The Hidden Face of War

This Divided Island by journalist-writer Samanth Subramanian narrates untold tales from the Sri Lankan war
The Hidden Face of War

CHENNAI: When writer Samanth Subramanian began researching on the Sri Lankan war that ended in 2009, he sought to meet ordinary people.  “I was clear that the people I wanted to meet weren’t academic, politicians, top-ranking military or Tiger members. They have been written about enough and  don’t interest me. Real history is written at the bottom. There are artists, cadres at low ranks, teachers and archaeologists and ordinary people whose lives have been buffeted by the war,” says the author, on the sidelines of the launch of his latest tome This Divided Island: Stories from the Sri Lankan War at Starmark Books in Express Avenue on Monday.

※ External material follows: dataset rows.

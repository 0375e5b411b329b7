//! # Header 模块
//!
//! 站点头部：导航链接和语言切换器。
//!
//! 导航链接都是过渡链接，使用默认效果；语言切换是普通替换，不播放过渡。

use std::rc::Rc;

use page_transition::{Element, Locale, Router, TransitionLink};

use crate::pages::Page;

/// 导航项
#[derive(Debug, Clone, PartialEq, Eq)]
pub struct NavItem {
    pub page: Page,
    pub label: &'static str,
    pub link: TransitionLink,
}

/// 语言选项
#[derive(Debug, Clone, Copy, PartialEq, Eq)]
pub struct LanguageOption {
    pub locale: Locale,
    pub label: &'static str,
    /// 当前语言不可再选
    pub disabled: bool,
}

/// 当前语言下的导航项
pub fn nav_items(locale: Locale) -> Vec<NavItem> {
    Page::ROUTED
        .into_iter()
        .map(|page| NavItem {
            page,
            label: page.nav_label(locale),
            link: TransitionLink::new(page.path()),
        })
        .collect()
}

/// 按链接文字查找导航项
pub fn find_nav_item(locale: Locale, label: &str) -> Option<NavItem> {
    nav_items(locale).into_iter().find(|item| item.label == label)
}

/// 渲染头部
pub fn render(locale: Locale) -> Rc<Element> {
    let mut nav = Element::new("site-nav").with_class("site-nav");
    for item in nav_items(locale) {
        nav = nav.with_child(Rc::new(
            Element::anonymous()
                .with_class(format!("nav-link nav-{}", item.page.slug()))
                .with_text(item.label),
        ));
    }

    let mut switcher = Element::new("language-switcher").with_class("language-switcher");
    for option in LanguageSwitcher::options(locale) {
        let class = if option.disabled {
            "language-option disabled"
        } else {
            "language-option"
        };
        switcher = switcher.with_child(Rc::new(
            Element::anonymous().with_class(class).with_text(option.label),
        ));
    }

    Rc::new(
        Element::new("site-header")
            .with_class("site-header")
            .with_child(Rc::new(nav))
            .with_child(Rc::new(switcher)),
    )
}

/// 语言切换器
#[derive(Debug, Clone)]
pub struct LanguageSwitcher {
    router: Rc<Router>,
}

impl LanguageSwitcher {
    pub fn new(router: Rc<Router>) -> Self {
        Self { router }
    }

    /// 所有语言选项，当前语言标记为不可选
    pub fn options(current: Locale) -> Vec<LanguageOption> {
        Locale::ALL
            .into_iter()
            .map(|locale| LanguageOption {
                locale,
                label: match locale {
                    Locale::En => "English",
                    Locale::Ar => "العربية",
                },
                disabled: locale == current,
            })
            .collect()
    }

    /// 切换语言，路径不变
    ///
    /// 已是目标语言时不做任何事，返回 false。
    pub fn switch(&self, locale: Locale) -> bool {
        if self.router.locale() == locale {
            tracing::debug!(%locale, "已是当前语言");
            return false;
        }
        self.router.replace_locale(locale);
        true
    }
}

Samanth is also the author of the celebrated non-fiction Following Fish: Travels Around the Indian Coast.

After LTTE leader V Prabhakaran was killed in 2009, the civil war that ravaged the country for several decades, ended. In search of the hidden stories, Samanth stayed in Lanka for 10 months in 2012, meeting and interacting with people in the war-affected areas.

“Large parts of the country were opened up after the war. Suddenly, a few categories of people were more accessible. I was looking for untold stories and keen to see what happens to a country that has a civil war of 30 years. How do you go about putting life together when war becomes part of lives?” he adds.

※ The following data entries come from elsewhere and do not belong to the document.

//! # Overlay 模块
//!
//! 色块遮罩过渡：全屏网格色块以随机顺序展开，中间显示加载文字；
//! 收起时先隐藏文字，再以随机顺序收起色块，最后隐藏遮罩。
//!
//! 遮罩节点按需创建，重复调用复用同一组节点。

use std::cell::RefCell;
use std::rc::Rc;

use rand::SeedableRng;
use rand::rngs::StdRng;
use rand::seq::SliceRandom;

use crate::animation::{AnimationId, AnimationSystem, Completion, EasingFunction, Tween};
use crate::config::OverlayConfig;
use crate::document::{DisplayMode, Document, Element};
use crate::frame::FrameLoop;
use crate::style::{KeyframeState, TransformOrigin};

/// 色块展开 / 收起时长
const BLOCK_DURATION: f32 = 0.8;
/// 错开总时长
const STAGGER_AMOUNT: f32 = 0.6;
/// 文字在色块全部展开前多久开始出现
const LABEL_LEAD: f32 = 0.3;
const LABEL_IN_DURATION: f32 = 0.5;
const LABEL_OUT_DURATION: f32 = 0.3;
const PULSE_DURATION: f32 = 0.4;
const PULSE_SCALE: f32 = 1.1;

const BLOCK_CLASS: &str = "overlay-block";
const LABEL_CLASS: &str = "overlay-text";

/// 已创建的遮罩节点
struct OverlayNodes {
    container: Rc<Element>,
    label: Rc<Element>,
    blocks: Vec<Rc<Element>>,
}

/// 色块遮罩
pub struct Overlay {
    document: Rc<Document>,
    frames: Rc<FrameLoop>,
    overlay_id: String,
    config: OverlayConfig,
    rng: RefCell<StdRng>,
    label_text: RefCell<String>,
}

impl std::fmt::Debug for Overlay {
    fn fmt(&self, f: &mut std::fmt::Formatter<'_>) -> std::fmt::Result {
        f.debug_struct("Overlay")
            .field("overlay_id", &self.overlay_id)
            .field("config", &self.config)
            .finish()
    }
}

impl Overlay {
    pub fn new(
        document: Rc<Document>,
        frames: Rc<FrameLoop>,
        overlay_id: impl Into<String>,
        config: OverlayConfig,
    ) -> Self {
        let rng = match config.seed {
            Some(seed) => StdRng::seed_from_u64(seed),
            None => StdRng::from_entropy(),
        };
        Self {
            document,
            frames,
            overlay_id: overlay_id.into(),
            config,
            rng: RefCell::new(rng),
            label_text: RefCell::new("Loading".to_string()),
        }
    }

    fn label_id(&self) -> String {
        format!("{}-label", self.overlay_id)
    }

    /// 设置加载文字（本地化）
    pub fn set_label(&self, text: impl Into<String>) {
        let text = text.into();
        if let Some(label) = self.document.get_element_by_id(&self.label_id()) {
            label.set_text(text.clone());
        }
        *self.label_text.borrow_mut() = text;
    }

    /// 遮罩是否已创建
    pub fn exists(&self) -> bool {
        self.document.contains(&self.overlay_id)
    }

    /// 创建遮罩节点（幂等）
    fn ensure(&self) -> OverlayNodes {
        if let Some(nodes) = self.existing() {
            return nodes;
        }

        let mut rng = self.rng.borrow_mut();
        let blocks: Vec<Rc<Element>> = (0..self.config.block_count())
            .map(|_| {
                let color = self
                    .config
                    .palette
                    .choose(&mut *rng)
                    .cloned()
                    .unwrap_or_default();
                Rc::new(
                    Element::anonymous()
                        .with_class(BLOCK_CLASS)
                        .with_background(color),
                )
            })
            .collect();

        let container = Element::new(self.overlay_id.clone())
            .with_class("page-transition-overlay")
            .with_display(DisplayMode::None);
        for block in &blocks {
            container.append_child(block.clone());
        }
        let container = Rc::new(container);

        let label = Rc::new(
            Element::new(self.label_id())
                .with_class(LABEL_CLASS)
                .with_text(self.label_text.borrow().clone())
                .with_display(DisplayMode::None),
        );

        self.document.append_to_body(container.clone());
        self.document.append_to_body(label.clone());
        tracing::debug!(blocks = blocks.len(), "遮罩已创建");

        OverlayNodes {
            container,
            label,
            blocks,
        }
    }

    fn existing(&self) -> Option<OverlayNodes> {
        let container = self.document.get_element_by_id(&self.overlay_id)?;
        let label = self.document.get_element_by_id(&self.label_id())?;
        let blocks = container.children().clone();
        Some(OverlayNodes {
            container,
            label,
            blocks,
        })
    }

    /// 随机顺序的错开延迟
    fn random_stagger(&self, count: usize) -> Vec<f32> {
        let mut order: Vec<usize> = (0..count).collect();
        order.shuffle(&mut *self.rng.borrow_mut());

        let step = if count > 1 {
            STAGGER_AMOUNT / (count - 1) as f32
        } else {
            0.0
        };
        let mut delays = vec![0.0; count];
        for (rank, index) in order.into_iter().enumerate() {
            delays[index] = rank as f32 * step;
        }
        delays
    }

    /// 展开遮罩
    ///
    /// 整条时间线（色块、文字、脉冲）结束后完成。
    pub fn show(&self) -> Completion {
        let nodes = self.ensure();
        let delays = self.random_stagger(nodes.blocks.len());

        for block in &nodes.blocks {
            block.apply_state(&KeyframeState::new().scale_y(0.0).origin(TransformOrigin::TopCenter));
        }
        nodes
            .label
            .apply_state(&KeyframeState::new().opacity(0.0).scale(0.5));
        nodes.container.set_display(DisplayMode::Grid);
        nodes.label.set_display(DisplayMode::Block);

        let label_start = BLOCK_DURATION + STAGGER_AMOUNT - LABEL_LEAD;
        let pulse_start = label_start + LABEL_IN_DURATION;

        let block_ids: Vec<_> = nodes
            .blocks
            .iter()
            .map(|block| self.frames.object_id(block))
            .collect();
        let label_id = self.frames.object_id(&nodes.label);

        self.frames.with_system(|system| {
            let mut ids = Vec::with_capacity(block_ids.len() + 6);
            for (object, delay) in block_ids.iter().zip(&delays) {
                system.kill_object_animations(*object);
                ids.extend(start(
                    system,
                    Tween::to(*object, "scale_y", 1.0, BLOCK_DURATION)
                        .from(0.0)
                        .delay(*delay)
                        .easing(EasingFunction::EaseOutCubic),
                ));
            }

            system.kill_object_animations(label_id);
            let label_in = EasingFunction::EaseOutBack(1.7);
            ids.extend(start(
                system,
                Tween::to(label_id, "opacity", 1.0, LABEL_IN_DURATION)
                    .from(0.0)
                    .delay(label_start)
                    .easing(label_in),
            ));
            for axis in ["scale_x", "scale_y"] {
                ids.extend(start(
                    system,
                    Tween::to(label_id, axis, 1.0, LABEL_IN_DURATION)
                        .from(0.5)
                        .delay(label_start)
                        .easing(label_in),
                ));
                ids.extend(start(
                    system,
                    Tween::to(label_id, axis, PULSE_SCALE, PULSE_DURATION)
                        .delay(pulse_start)
                        .easing(EasingFunction::EaseInOutQuad),
                ));
                ids.extend(start(
                    system,
                    Tween::to(label_id, axis, 1.0, PULSE_DURATION)
                        .delay(pulse_start + PULSE_DURATION)
                        .easing(EasingFunction::EaseInOutQuad),
                ));
            }

            system.completion(ids)
        })
    }

    /// 收起遮罩
    ///
    /// 遮罩不存在时立即完成；结束时遮罩和文字都设为 `display: none`。
    pub fn hide(&self) -> Completion {
        let Some(nodes) = self.existing() else {
            return Completion::done();
        };
        let delays = self.random_stagger(nodes.blocks.len());

        let block_ids: Vec<_> = nodes
            .blocks
            .iter()
            .map(|block| self.frames.object_id(block))
            .collect();
        let label_id = self.frames.object_id(&nodes.label);

        let OverlayNodes {
            container,
            label,
            blocks,
        } = nodes;

        self.frames.with_system(move |system| {
            let mut ids = Vec::with_capacity(block_ids.len() + 3);

            system.kill_object_animations(label_id);
            let label_out = EasingFunction::EaseInCubic;
            ids.extend(start(
                system,
                Tween::to(label_id, "opacity", 0.0, LABEL_OUT_DURATION).easing(label_out),
            ));
            for axis in ["scale_x", "scale_y"] {
                ids.extend(start(
                    system,
                    Tween::to(label_id, axis, 0.5, LABEL_OUT_DURATION).easing(label_out),
                ));
            }

            for ((object, block), delay) in block_ids.iter().zip(&blocks).zip(&delays) {
                system.kill_object_animations(*object);
                block.set_origin(TransformOrigin::BottomCenter);
                ids.extend(start(
                    system,
                    Tween::to(*object, "scale_y", 0.0, BLOCK_DURATION)
                        .delay(LABEL_OUT_DURATION + *delay)
                        .easing(EasingFunction::EaseInCubic),
                ));
            }

            let on_hidden: Box<dyn FnOnce()> = Box::new(move || {
                container.set_display(DisplayMode::None);
                label.set_display(DisplayMode::None);
                tracing::debug!("遮罩已收起");
            });
            system.completion_with(ids, Some(on_hidden))
        })
    }
}

fn start(system: &mut AnimationSystem, tween: Tween) -> Option<AnimationId> {
    system
        .animate(tween)
        .inspect_err(|e| tracing::warn!(error = %e, "遮罩补间启动失败"))
        .ok()
}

Samanth says that the book sheds light on the many kinds of dichotomy in the island nation, which has been neatly categorised into two groups —the Sinhalese and the Tamils.

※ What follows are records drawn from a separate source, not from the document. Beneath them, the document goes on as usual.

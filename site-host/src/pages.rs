//! # Pages 模块
//!
//! 站点页面。每个页面按语言渲染成一棵元素树，挂进内容根节点。

use std::rc::Rc;

use page_transition::{Element, Locale, TransitionKind, TransitionLink, normalize_pathname};

/// 按语言选择文案
fn tr(locale: Locale, en: &'static str, ar: &'static str) -> &'static str {
    match locale {
        Locale::En => en,
        Locale::Ar => ar,
    }
}

/// 站点页面
#[derive(Debug, Clone, Copy, PartialEq, Eq, Hash)]
pub enum Page {
    Home,
    About,
    Services,
    Projects,
    Contact,
    NotFound,
}

/// 页面内的链接
#[derive(Debug, Clone, PartialEq, Eq)]
pub struct PageLink {
    pub label: &'static str,
    pub link: TransitionLink,
}

impl Page {
    /// 可路由的页面
    pub const ROUTED: [Page; 5] = [
        Page::Home,
        Page::About,
        Page::Services,
        Page::Projects,
        Page::Contact,
    ];

    /// 按路径查找页面，未知路径得到 `NotFound`
    pub fn from_path(path: &str) -> Self {
        let path = normalize_pathname(path);
        Self::ROUTED
            .into_iter()
            .find(|page| page.path() == path)
            .unwrap_or(Self::NotFound)
    }

    /// 与语言无关的路径
    pub fn path(&self) -> &'static str {
        match self {
            Self::Home => "/",
            Self::About => "/about",
            Self::Services => "/services",
            Self::Projects => "/projects",
            Self::Contact => "/contact",
            Self::NotFound => "/404",
        }
    }

    /// 用作 class 和日志的短名
    pub fn slug(&self) -> &'static str {
        match self {
            Self::Home => "home",
            Self::About => "about",
            Self::Services => "services",
            Self::Projects => "projects",
            Self::Contact => "contact",
            Self::NotFound => "not-found",
        }
    }

    /// 导航栏上的名称
    pub fn nav_label(&self, locale: Locale) -> &'static str {
        match self {
            Self::Home => tr(locale, "Home", "الرئيسية"),
            Self::About => tr(locale, "About", "من نحن"),
            Self::Services => tr(locale, "Services", "خدماتنا"),
            Self::Projects => tr(locale, "Projects", "مشاريعنا"),
            Self::Contact => tr(locale, "Contact", "اتصل بنا"),
            Self::NotFound => tr(locale, "Not found", "غير موجود"),
        }
    }

    /// 页面大标题
    pub fn heading(&self, locale: Locale) -> &'static str {
        match self {
            Self::Home => tr(locale, "We build what lasts", "نبني ما يدوم"),
            Self::About => tr(locale, "About Us", "من نحن"),
            Self::Services => tr(locale, "Our Services", "خدماتنا"),
            Self::Projects => tr(locale, "Our Projects", "مشاريعنا"),
            Self::Contact => tr(locale, "Contact Us", "اتصل بنا"),
            Self::NotFound => tr(locale, "Page not found", "الصفحة غير موجودة"),
        }
    }

    /// 标题下的说明文字
    pub fn summary(&self, locale: Locale) -> &'static str {
        match self {
            Self::Home => tr(
                locale,
                "Design, engineering and construction under one roof.",
                "التصميم والهندسة والبناء تحت سقف واحد.",
            ),
            Self::About => tr(
                locale,
                "A construction company with two decades on site.",
                "شركة مقاولات بخبرة عقدين في مواقع العمل.",
            ),
            Self::Services => tr(
                locale,
                "From feasibility studies to handover.",
                "من دراسات الجدوى حتى التسليم.",
            ),
            Self::Projects => tr(
                locale,
                "Residential, commercial and infrastructure work.",
                "مشاريع سكنية وتجارية وبنية تحتية.",
            ),
            Self::Contact => tr(
                locale,
                "Tell us about your next project.",
                "أخبرنا عن مشروعك القادم.",
            ),
            Self::NotFound => tr(
                locale,
                "The page you are looking for does not exist.",
                "الصفحة التي تبحث عنها غير موجودة.",
            ),
        }
    }

    /// 页面正文里的过渡链接
    pub fn links(&self, locale: Locale) -> Vec<PageLink> {
        match self {
            Self::About | Self::NotFound => vec![PageLink {
                label: tr(locale, "Go back home", "العودة إلى الرئيسية"),
                link: TransitionLink::new("/").with_transition(TransitionKind::DoorSwing),
            }],
            Self::Home => vec![PageLink {
                label: tr(locale, "See our projects", "شاهد مشاريعنا"),
                link: TransitionLink::new("/projects"),
            }],
            Self::Services | Self::Projects => vec![PageLink {
                label: tr(locale, "Start a project", "ابدأ مشروعك"),
                link: TransitionLink::new("/contact"),
            }],
            Self::Contact => Vec::new(),
        }
    }

    /// 渲染页面元素树
    ///
    /// 链接渲染为 `page-link` 元素，文字即标签。
    pub fn render(&self, locale: Locale) -> Rc<Element> {
        let mut section = Element::anonymous()
            .with_class(format!("page page-{}", self.slug()))
            .with_child(Rc::new(
                Element::anonymous()
                    .with_class("page-heading")
                    .with_text(self.heading(locale)),
            ))
            .with_child(Rc::new(
                Element::anonymous()
                    .with_class("page-summary")
                    .with_text(self.summary(locale)),
            ));
        for link in self.links(locale) {
            section = section.with_child(Rc::new(
                Element::anonymous()
                    .with_class("page-link")
                    .with_text(link.label),
            ));
        }
        Rc::new(section)
    }
}

#[cfg(test)]
mod tests {
    use super::*;

    #[test]
    fn test_from_path() {
        assert_eq!(Page::from_path("/"), Page::Home);
        assert_eq!(Page::from_path("/about/"), Page::About);
        assert_eq!(Page::from_path("contact?ref=nav"), Page::Contact);
        assert_eq!(Page::from_path("/missing"), Page::NotFound);
    }

    #[test]
    fn test_routed_paths_round_trip() {
        for page in Page::ROUTED {
            assert_eq!(Page::from_path(page.path()), page);
        }
    }

    #[test]
    fn test_about_links_home_with_door_swing() {
        let links = Page::About.links(Locale::En);
        assert_eq!(links.len(), 1);
        assert_eq!(links[0].label, "Go back home");
        assert_eq!(links[0].link.href, "/");
        assert_eq!(links[0].link.kind, Some(TransitionKind::DoorSwing));
    }

    #[test]
    fn test_render_localized() {
        let en = Page::About.render(Locale::En);
        let ar = Page::About.render(Locale::Ar);
        assert_eq!(en.class(), "page page-about");
        assert_eq!(en.children()[0].text(), "About Us");
        assert_eq!(ar.children()[0].text(), "من نحن");
        assert_eq!(ar.children()[2].text(), "العودة إلى الرئيسية");
    }

    #[test]
    fn test_contact_has_no_links() {
        let contact = Page::Contact.render(Locale::En);
        assert_eq!(contact.children().len(), 2);
    }
}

“It is very much like in India, but just that it is more visible here. There are divisions among the Tiger sympathisers, the Muslims and the Buddhist clergy. Among them, the Muslims are between nowhere as both the Tamils and the Sinhalese don’t consider them their own,” he adds.

While the author clearly had his views in place about the LTTE, he was however, surprised by the extent of callousness the group had shown towards its own people. “I was shocked to learn the depth of the viciousness and the ease with which they targeted their own people. It delegitimised them further,” he says.

He says that during the close of the war, there were considerable revelations that could give the whole picture a clearer context.

“There was targeted bombardment of civilians and it is also true that the Tigers had made them human shields. What made the army so brutal and drove the Tigers to the highest levels of callousness? There are heart-wrenching stories that emerge between the two, people are missing and the UN is still trying to investigate the human rights violation,” he says.

With no redemption as yet for the parties affected, Samanth believes it is hard to be optimistic.

“The Tamils right now are politically weak, the UN means well, but it can only do so much. The present regime has committed too much to their version of story, it won’t do any soul-cleansing confession,” he adds.

Published by Penguin India, This Divided Island is priced at Rs 499.